Observation data Epoch J2000 Equinox ICRS
- Constellation: Vela
- Right ascension: 10^{h} 22^{m} 19.58477^{s}
- Declination: −41° 38′ 59.8592″
- Apparent magnitude (V): 4.82

Characteristics
- Spectral type: K1 III
- B−V color index: 1.095±0.055

Astrometry
- Radial velocity (R_{v}): +20.9±0.8 km/s
- Proper motion (μ): RA: −27.664 mas/yr Dec.: +60.090 mas/yr
- Parallax (π): 15.9154±0.1375 mas
- Distance: 205 ± 2 ly (62.8 ± 0.5 pc)
- Absolute magnitude (M_{V}): 0.84

Details
- Mass: 1.9 M_{☉}
- Radius: 11.0 R_{☉}
- Luminosity: 56 L_{☉}
- Surface gravity (log g): 2.77 cgs
- Temperature: 4,761 K
- Metallicity [Fe/H]: +0.12 dex
- Rotational velocity (v sin i): <1.0 km/s
- Other designations: r Vel, NSV 4837, CD−41°5809, FK5 1268, HD 89998, HIP 50799, HR 4080, SAO 221998

Database references
- SIMBAD: data

= HD 89998 =

Star in the constellation Vela

HD 89998 (r Velorum) is a single star in the southern constellation of Vela. It is a faint star but visible to the naked eye with an apparent visual magnitude of 4.82. The distance to HD 89998, as determined from its annual parallax shift of 15.9 mas, is 205 light years. The star is moving further from the Earth with a heliocentric radial velocity of +21 km/s, having come within 42.79 pc some 1.552 million years ago.

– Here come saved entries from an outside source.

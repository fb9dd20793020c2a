//! Optimistic version guard
//!
//! Conflicts are detected at write time instead of prevented by locking:
//! the guard remembers the version it read, and the save is a single
//! compare-and-swap statement (`UPDATE ... WHERE id = ? AND version = ?`)
//! that bumps the version alongside the changed fields. Zero affected rows
//! means someone committed in between; the caller gets a `StaleObject`
//! error carrying both versions.
//!
//! [`with_optimistic_lock`] re-runs the whole read-modify-write closure on
//! staleness. The generic retry executor must not be used for this: it
//! would replay a closure whose captured reads are exactly what went stale.

use crewsync_core::{EntityRef, EntityStore, Error, FieldMap, Result, VersionedRecord};

/// Bounds `with_optimistic_lock` when the caller has no better number
pub const DEFAULT_OPTIMISTIC_ATTEMPTS: u32 = 3;

/// State machine per save: loaded (expected = v) → saving → committed
/// (v + 1) or rejected with `StaleObject`.
///
/// The guard holds the record it read; after a successful save the record
/// is re-read so chained saves see the committed version, not a guess.
#[derive(Debug)]
pub struct OptimisticVersionGuard<'a, S: EntityStore> {
    store: &'a S,
    record: VersionedRecord,
}

impl<'a, S: EntityStore> OptimisticVersionGuard<'a, S> {
    /// Load the record and remember its version as the expected one
    pub fn load(store: &'a S, entity: &EntityRef) -> Result<Self> {
        let record = store.get(entity)?.ok_or_else(|| Error::NotFound {
            entity: entity.clone(),
        })?;
        Ok(OptimisticVersionGuard { store, record })
    }

    /// The record as of the last load or successful save
    pub fn record(&self) -> &VersionedRecord {
        &self.record
    }

    /// The version a save will be constrained by
    pub fn expected_version(&self) -> u64 {
        self.record.version
    }

    /// Compare-and-swap save of `changes` (shallow, top-level)
    ///
    /// On success the guard re-reads the record and returns the committed
    /// version (`expected + 1`). On a version mismatch the current version
    /// is fetched for diagnostics and [`Error::StaleObject`] is returned;
    /// nothing was written.
    pub fn save(&mut self, changes: FieldMap) -> Result<u64> {
        let entity = self.record.entity.clone();
        let expected = self.record.version;

        if self.store.update_with_version(&entity, expected, changes)? {
            // Re-read so chained saves start from the committed state.
            self.record = self.store.get(&entity)?.ok_or_else(|| Error::NotFound {
                entity: entity.clone(),
            })?;
            tracing::debug!(entity = %entity, version = self.record.version, "optimistic save committed");
            Ok(self.record.version)
        } else {
            let actual = self.store.current_version(&entity)?.unwrap_or(0);
            tracing::debug!(entity = %entity, expected, actual, "optimistic save rejected");
            Err(Error::StaleObject {
                entity,
                expected,
                actual,
            })
        }
    }
}

/// Re-run a read-modify-write closure until it commits or the attempt
/// budget is spent
///
/// Each attempt loads a fresh guard, so the closure always works from the
/// current record. Only [`Error::StaleObject`] triggers another attempt;
/// every other error, and staleness past the budget, propagates.
pub fn with_optimistic_lock<S, T, F>(
    store: &S,
    entity: &EntityRef,
    max_attempts: u32,
    mut body: F,
) -> Result<T>
where
    S: EntityStore,
    F: FnMut(&mut OptimisticVersionGuard<S>) -> Result<T>,
{
    let mut attempt = 0u32;
    loop {
        let mut guard = OptimisticVersionGuard::load(store, entity)?;
        match body(&mut guard) {
            Err(Error::StaleObject {
                expected, actual, ..
            }) if attempt + 1 < max_attempts => {
                attempt += 1;
                tracing::debug!(
                    entity = %entity,
                    attempt,
                    expected,
                    actual,
                    "stale version, re-reading and re-applying"
                );
            }
            other => return other,
        }
    }
}

#[cfg(test)]
mod tests {
    use super::*;
    use crewsync_storage::MemoryEntityStore;
    use serde_json::json;

    fn changes(pairs: &[(&str, serde_json::Value)]) -> FieldMap {
        pairs
            .iter()
            .map(|(k, v)| (k.to_string(), v.clone()))
            .collect()
    }

    fn seeded_store(entity: &EntityRef) -> MemoryEntityStore {
        let store = MemoryEntityStore::new();
        store
            .insert(entity, changes(&[("status", json!("open"))]))
            .unwrap();
        store
    }

    #[test]
    fn save_commits_and_rereads() {
        let entity = EntityRef::new("attendance", "1");
        let store = seeded_store(&entity);

        let mut guard = OptimisticVersionGuard::load(&store, &entity).unwrap();
        assert_eq!(guard.expected_version(), 0);

        let v = guard.save(changes(&[("status", json!("closed"))])).unwrap();
        assert_eq!(v, 1);
        assert_eq!(guard.record().version, 1);
        assert_eq!(guard.record().payload["status"], json!("closed"));

        // chained save starts from the committed version
        let v = guard.save(changes(&[("note", json!("late"))])).unwrap();
        assert_eq!(v, 2);
    }

    #[test]
    fn concurrent_commit_rejects_stale_guard() {
        let entity = EntityRef::new("attendance", "1");
        let store = seeded_store(&entity);

        let mut stale = OptimisticVersionGuard::load(&store, &entity).unwrap();
        let mut winner = OptimisticVersionGuard::load(&store, &entity).unwrap();
        winner.save(changes(&[("status", json!("closed"))])).unwrap();

        let err = stale
            .save(changes(&[("status", json!("reopened"))]))
            .unwrap_err();
        match err {
            Error::StaleObject {
                expected, actual, ..
            } => {
                assert_eq!(expected, 0);
                assert_eq!(actual, 1);
            }
            other => panic!("expected StaleObject, got {other}"),
        }

        // the rejected write changed nothing
        let rec = store.get(&entity).unwrap().unwrap();
        assert_eq!(rec.payload["status"], json!("closed"));
        assert_eq!(rec.version, 1);
    }

    #[test]
    fn load_missing_entity_is_not_found() {
        let store = MemoryEntityStore::new();
        let err =
            OptimisticVersionGuard::load(&store, &EntityRef::new("ticket", "9")).unwrap_err();
        assert!(matches!(err, Error::NotFound { .. }));
    }

    #[test]
    fn optimistic_lock_rereads_between_attempts() {
        let entity = EntityRef::new("attendance", "1");
        let store = seeded_store(&entity);
        let mut first_attempt = true;

        let v = with_optimistic_lock(&store, &entity, 3, |guard| {
            if first_attempt {
                first_attempt = false;
                // another writer commits between our read and our save
                store
                    .update_with_version(
                        &entity,
                        guard.expected_version(),
                        changes(&[("status", json!("closed"))]),
                    )
                    .unwrap();
            }
            guard.save(changes(&[("note", json!("checked"))]))
        })
        .unwrap();

        assert_eq!(v, 2);
        let rec = store.get(&entity).unwrap().unwrap();
        // the concurrent writer's change survived because we re-read
        assert_eq!(rec.payload["status"], json!("closed"));
        assert_eq!(rec.payload["note"], json!("checked"));
    }

    #[test]
    fn optimistic_lock_gives_up_after_budget() {
        let entity = EntityRef::new("attendance", "1");
        let store = seeded_store(&entity);
        let mut calls = 0u32;

        let out: Result<u64> = with_optimistic_lock(&store, &entity, 2, |guard| {
            calls += 1;
            // always invalidate our own read before saving
            store
                .update_with_version(
                    &entity,
                    guard.expected_version(),
                    changes(&[("status", json!("bumped"))]),
                )
                .unwrap();
            guard.save(changes(&[("note", json!("never lands"))]))
        });

        assert!(matches!(out.unwrap_err(), Error::StaleObject { .. }));
        assert_eq!(calls, 2);
    }

    #[test]
    fn optimistic_lock_does_not_retry_fatal_errors() {
        let entity = EntityRef::new("attendance", "1");
        let store = seeded_store(&entity);
        let mut calls = 0u32;

        let out: Result<u64> = with_optimistic_lock(&store, &entity, 5, |_guard| {
            calls += 1;
            Err(Error::Validation("bad change set".into()))
        });
        assert!(matches!(out.unwrap_err(), Error::Validation(_)));
        assert_eq!(calls, 1);
    }
}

This is an evolved giant star with a stellar classification of K1 III. The measured angular diameter of this star, after correcting for limb darkening, is 1.72±0.02 mas. At the estimated distance of this star, this yields a physical size of 11.6 times the radius of the Sun. It is radiating 56 times the Sun's luminosity from its enlarged photosphere at en effective temperature of ±4,761 K.